Li Zhongshan se levantou e respondeu: “Senhor, não se culpe. Na guerra, não há garantias. Quem entra para a delegacia sabe dos riscos. Além disso, sua generosidade para com os arqueiros não tem igual. Eles lhe são gratos, jamais o culpariam.”

Zhang Shihua não replicou, apenas mudou de assunto: “Zhongshan, nossos arqueiros estão sem descanso há quase um mês, não é?”

“Sim, faz mais de vinte dias”, respondeu Li Zhongshan.

“Transmita minha ordem: a partir de amanhã, todos os arqueiros terão três dias de folga, para ficarem com suas famílias.”
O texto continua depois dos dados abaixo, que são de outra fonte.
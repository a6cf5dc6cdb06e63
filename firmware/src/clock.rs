//! Microsecond clock on timer 0.
//!
//! Timer 0 runs in CTC mode at CPU/64 (4 µs per count) and overflows every
//! millisecond; the compare interrupt counts milliseconds and the counter
//! supplies the sub-millisecond part.

use core::cell::Cell;

use avr_device::at90usb1286::TC0;
use avr_device::interrupt::Mutex;
use splitkb_core::Micros;

/// Counts per millisecond at 16MHz / 64.
const TOP: u8 = 249;
/// Microseconds per timer count.
const US_PER_COUNT: u32 = 4;

const OCF0A: u8 = 1 << 1;

static MILLIS: Mutex<Cell<u32>> = Mutex::new(Cell::new(0));

pub fn init(tc0: &TC0) {
    // WGM01: clear timer on compare match
    tc0.tccr0a.write(|w| unsafe { w.bits(1 << 1) });
    tc0.ocr0a.write(|w| unsafe { w.bits(TOP) });
    tc0.tcnt0.write(|w| unsafe { w.bits(0) });
    // CS01 | CS00: prescaler 64
    tc0.tccr0b.write(|w| unsafe { w.bits(0b011) });
    // OCIE0A
    tc0.timsk0.write(|w| unsafe { w.bits(OCF0A) });
}

#[avr_device::interrupt(at90usb1286)]
fn TIMER0_COMPA() {
    avr_device::interrupt::free(|cs| {
        let millis = MILLIS.borrow(cs);
        millis.set(millis.get().wrapping_add(1));
    });
}

/// Time since [`init`], wrapping like [`Micros`] does.
pub fn micros(tc0: &TC0) -> Micros {
    avr_device::interrupt::free(|cs| {
        let mut millis = MILLIS.borrow(cs).get();
        let mut counts = tc0.tcnt0.read().bits();
        // Compare match pending but not serviced yet: the counter already
        // restarted.
        if tc0.tifr0.read().bits() & OCF0A != 0 {
            millis = millis.wrapping_add(1);
            counts = tc0.tcnt0.read().bits();
        }
        millis
            .wrapping_mul(1_000)
            .wrapping_add(counts as u32 * US_PER_COUNT)
    })
}
use thiserror::Error;

/// A single transfer with one I/O expander failed.
#[derive(Debug, Clone, Copy, PartialEq, Eq, Error)]
pub enum BusFault {
    #[error("no acknowledge from chip at address {address:#04x}")]
    Nack { address: u8 },
    #[error("bus arbitration lost")]
    ArbitrationLost,
    #[error("bus timed out")]
    Timeout,
}

/// The sampler discarded a whole batch.
#[derive(Debug, Clone, Copy, PartialEq, Eq, Error)]
pub enum SampleError {
    #[error("reading chip {chip} failed")]
    Chip {
        chip: usize,
        #[source]
        source: BusFault,
    },
}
“Sim, senhor”, respondeu Li Zhongshan.

“Bem, você também trabalhou muito esta manhã, vá descansar.”

Li Zhongshan curvou-se em respeito e se retirou da sala principal da delegacia.

Após sua saída, Zhang Shihua também deixou a sala e dirigiu-se à enfermaria improvisada da delegacia.

Na enfermaria havia apenas um ferido e um médico. O ferido era o arqueiro gravemente mutilado, e o médico, aquele que Zhang Shihua encontrara no covil dos Bandidos do Lobo de Um Olho.

Apesar de sua timidez, Xu Gan era hábil na medicina. Sob seus cuidados, Yang Dois se recuperava de seus ferimentos, e Zhang Shihua decidira mantê-lo na delegacia. Xu Gan, sem família, aceitou a proposta, pois além de ter sido salvo, recebeu boas condições para ficar e tratar dos arqueiros.

Inicialmente, Zhang Shihua pensara em deixar Yang Dois em repouso na cidade, mas, como ele preferia voltar para a Vila do Rio do Sol, Zhang Shihua atendeu ao seu desejo e o trouxe de volta.

Quando Zhang Shihua entrou na enfermaria, Yang Dois e Xu Gan conversavam. Xu Gan levantou-se para saudá-lo, e Yang Dois tentou fazer o mesmo, mas foi impedido por Zhang Shihua: “Não se levante, fique deitado. Só vim ver como está sua recuperação.”

Xu Gan respondeu: “Senhor, Yang Dois está se recuperando bem. Em pouco mais de um mês, acredito que a ferida estará totalmente cicatrizada.”

Zhang Shihua virou-se para ele: “Doutor Xu, muito obrigado.”

Xu Gan gesticulou, negando: “Senhor, não exagere. Salvar vidas é meu dever. O senhor não só me salvou, como me acolheu. Eu é que devo agradecer.”

Zhang Shihua sorriu: “Então não falo mais em agradecimentos. Tenho intenção de recrutar mais alguns médicos para a delegacia e gostaria que você, doutor Xu, fosse o responsável por eles. A partir de agora, seu salário mensal será igual ao de um tenente. O que acha?”

Xu Gan recusou, constrangido: “Não posso aceitar, não sou digno de tamanha responsabilidade.”

Zhang Shihua insistiu: “Não precisa recusar, está decidido.”

Xu Gan, sem alternativa, baixou a cabeça e respondeu: “Sim, senhor.”

Zhang Shihua, satisfeito, voltou-se para Yang Dois: “Recupere-se bem. Quando estiver melhor, ainda precisarei de seu trabalho.”

Yang Dois, com os olhos marejados, segurou-lhe a mão: “Senhor, desde a morte de meus pais, ninguém me tratou tão bem quanto o senhor. Eu... eu...” E não conseguiu conter o choro.

Zhang Shihua lhe deu um tapinha no ombro: “Pronto, descanse e cuide-se.”

Ao ver Zhang Shihua sair, Xu Gan apressou-se em despedir: “Vá com calma, senhor.”

Porém, já à porta, Zhang Shihua voltou-se para Xu Gan: “Doutor Xu, venha comigo, tenho algo a tratar com você.”

E saiu. Xu Gan, ao ouvir isso, apressou-se em acompanhá-lo para fora.